Хотя впоследствии оказалось, что он не пил, а просто отливал и подавал мне опять уже оплаченное раз вино. Один офицер, некто Копытов, утверждал, что Никита увез от меня за время пребывания, кроме жалованья, по крайней мере рублей двести. Может быть, но я люблю Никиту, и Никита меня любит, а Копытов и сам ненавидит своего денщика, и тот платит ему тем же.

Эту маленькую сплетню передал мне сам Никита.

– Ваше благородие, а что вы в город не поехали? – заканчивает Никита нашу беседу, получив деньги.

– Ничего я там не забыл, – отвечаю я голосом, не допускающим дальнейших разговоров.

– Як монах сидите… От теперь и вина уж не будете пить, – гости приедут, чем поштувать станете? Чи той водой? – Никита показывает на море. – А какая краля вдруг приедет? Я ж на свои, и то купил…

Никита надоел.

– Ну вот, Никита, плачу в последний раз: бутылку на неделю – и конец.

– Да хоть две пусть стоит, як пить не станете.

И я даю Никите еще денег.

Но что это? Мы оба с Никитой оглядываемся и видим на пригорке… Клотильду, Бортова и Альмова, инженера путей сообщения.
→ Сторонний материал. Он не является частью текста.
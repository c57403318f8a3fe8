//! ECS components for hecs entities.
//!
//! Components are plain data. The few methods here only read or update the
//! component's own fields; anything touching other entities lives in systems.

use serde::{Deserialize, Serialize};

use crate::constants::*;
use crate::enums::*;
use crate::types::Position;

/// The single player ship.
#[derive(Debug, Clone, Serialize, Deserialize)]
pub struct Player {
    pub lives: u32,
    pub speed: f32,
    /// Tick time of the last accepted shot. `None` until the first shot of a run.
    pub last_fire_ms: Option<u64>,
    /// Persistently selected weapon.
    pub weapon: WeaponKind,
    /// Sweep charge, `0..=SWEEP_CHARGE_THRESHOLD`.
    pub charge: u32,
    /// Legacy progression upgrade, reset every run.
    pub explosive: bool,
    /// Appearance tier (0..=3) derived from the current score.
    pub appearance: u8,
}

impl Default for Player {
    fn default() -> Self {
        Self {
            lives: PLAYER_START_LIVES,
            speed: PLAYER_SPEED,
            last_fire_ms: None,
            weapon: WeaponKind::Standard,
            charge: 0,
            explosive: false,
            appearance: 0,
        }
    }
}

impl Player {
    pub fn cooldown_elapsed(&self, now_ms: u64) -> bool {
        match self.last_fire_ms {
            Some(last) => now_ms.saturating_sub(last) > FIRE_COOLDOWN_MS,
            None => true,
        }
    }

    /// Add earned points to the sweep charge, capped at the threshold.
    pub fn add_charge(&mut self, points: u32) {
        self.charge = self.charge.saturating_add(points).min(SWEEP_CHARGE_THRESHOLD);
    }
}

/// A descending enemy.
#[derive(Debug, Clone, Serialize, Deserialize)]
pub struct Enemy {
    pub kind: EnemyKind,
    pub hits_taken: u32,
    pub max_hits: u32,
    pub points: u32,
    /// Visual rotation in degrees. Strong enemies never rotate.
    pub rotation_deg: f32,
    pub spin_deg: f32,
}

impl Enemy {
    pub fn new(kind: EnemyKind, spin_deg: f32) -> Self {
        match kind {
            EnemyKind::Basic => Self {
                kind,
                hits_taken: 0,
                max_hits: BASIC_ENEMY_MAX_HITS,
                points: BASIC_ENEMY_POINTS,
                rotation_deg: 0.0,
                spin_deg,
            },
            EnemyKind::Strong => Self {
                kind,
                hits_taken: 0,
                max_hits: STRONG_ENEMY_MAX_HITS,
                points: STRONG_ENEMY_POINTS,
                rotation_deg: 0.0,
                spin_deg: 0.0,
            },
        }
    }

    /// Count one hit. Returns `true` when this hit destroys the enemy.
    /// Hits past the threshold are not counted.
    pub fn register_hit(&mut self) -> bool {
        if self.hits_taken < self.max_hits {
            self.hits_taken += 1;
        }
        self.hits_taken >= self.max_hits
    }
}

/// Return-fire timer, attached only to enemies of the Impossible tier.
#[derive(Debug, Clone, Copy, Serialize, Deserialize)]
pub struct Shooter {
    pub last_shot_ms: u64,
    pub delay_ms: u64,
    /// Per-tick probability of firing once the delay has elapsed.
    pub chance: f64,
}

/// Projectile variants, each carrying only its own extra state.
#[derive(Debug, Clone, Copy, PartialEq, Serialize, Deserialize)]
#[serde(tag = "kind")]
pub enum ProjectileKind {
    Standard,
    Explosive {
        radius: f32,
    },
    Spread {
        angle_deg: f32,
        travelled: f32,
        range: f32,
    },
    EnemyBolt,
}

impl ProjectileKind {
    pub fn is_hostile(&self) -> bool {
        matches!(self, ProjectileKind::EnemyBolt)
    }

    /// Whether leaving the playfield without a hit counts as a miss.
    /// Only the centre pellet of a spread volley is tracked.
    pub fn tracks_misses(&self) -> bool {
        match self {
            ProjectileKind::Standard => true,
            ProjectileKind::Spread { angle_deg, .. } => *angle_deg == 0.0,
            ProjectileKind::Explosive { .. } | ProjectileKind::EnemyBolt => false,
        }
    }
}

#[derive(Debug, Clone, Copy, Serialize, Deserialize)]
pub struct Projectile {
    pub kind: ProjectileKind,
    /// Once set, removal of this projectile never counts as a miss.
    pub has_hit: bool,
}

/// The rotating arc of a sweep discharge.
#[derive(Debug, Clone, Copy, Serialize, Deserialize)]
pub struct SweepArc {
    pub origin: Position,
    pub angle_deg: f32,
    pub angular_speed_deg: f32,
    pub length: f32,
}

impl SweepArc {
    pub fn new(origin: Position) -> Self {
        Self {
            origin,
            angle_deg: 0.0,
            angular_speed_deg: SWEEP_ANGULAR_SPEED_DEG,
            length: SWEEP_LENGTH,
        }
    }

    /// Whether a target at `at` lies on the arm at its current angle.
    pub fn covers(&self, at: &Position) -> bool {
        if self.origin.distance_to(at) > self.length {
            return false;
        }
        let mut diff = (self.angle_deg - self.origin.screen_angle_to(at)).rem_euclid(360.0);
        if diff > 180.0 {
            diff = 360.0 - diff;
        }
        diff < SWEEP_TOLERANCE_DEG
    }
}

/// Extra-life pickup.
#[derive(Debug, Clone, Copy, Default, Serialize, Deserialize)]
pub struct Bonus;

/// Visual-only effect kinds.
#[derive(Debug, Clone, Copy, PartialEq, Serialize, Deserialize)]
#[serde(tag = "kind")]
pub enum EffectKind {
    Explosion,
    Detonation { radius: f32 },
    Particle,
    Spark,
    HitFlash,
    Banner { unlock: Unlock },
}

impl EffectKind {
    pub fn lifetime_ticks(&self) -> u32 {
        match self {
            EffectKind::Explosion => EXPLOSION_TICKS,
            EffectKind::Detonation { .. } => DETONATION_TICKS,
            EffectKind::Particle => PARTICLE_TICKS,
            EffectKind::Spark => SPARK_TICKS,
            EffectKind::HitFlash => HIT_FLASH_TICKS,
            EffectKind::Banner { .. } => BANNER_TICKS,
        }
    }
}

/// Timed visual effect. Never takes part in collision resolution.
#[derive(Debug, Clone, Copy, Serialize, Deserialize)]
pub struct TransientEffect {
    pub kind: EffectKind,
    pub ticks_left: u32,
}

impl TransientEffect {
    pub fn new(kind: EffectKind) -> Self {
        Self {
            kind,
            ticks_left: kind.lifetime_ticks(),
        }
    }
}

/// Marks an entity for removal at the end of the current tick.
#[derive(Debug, Clone, Copy, Default)]
pub struct Expired;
Альмов – милый господин, но шут гороховый. Он не может пройти мимо какой-нибудь блестящей поверхности, чтобы не посмотреть в нее свой язык. Начинает всегда фразой:

– Послушайте, знаете, что я вам скажу…

Но возьмет нож или в крайнем случае возьмет зеркальце, посмотрит свой язык, рассмеется добродушно, ласково и глупо, – и никогда так и не скажет ничего.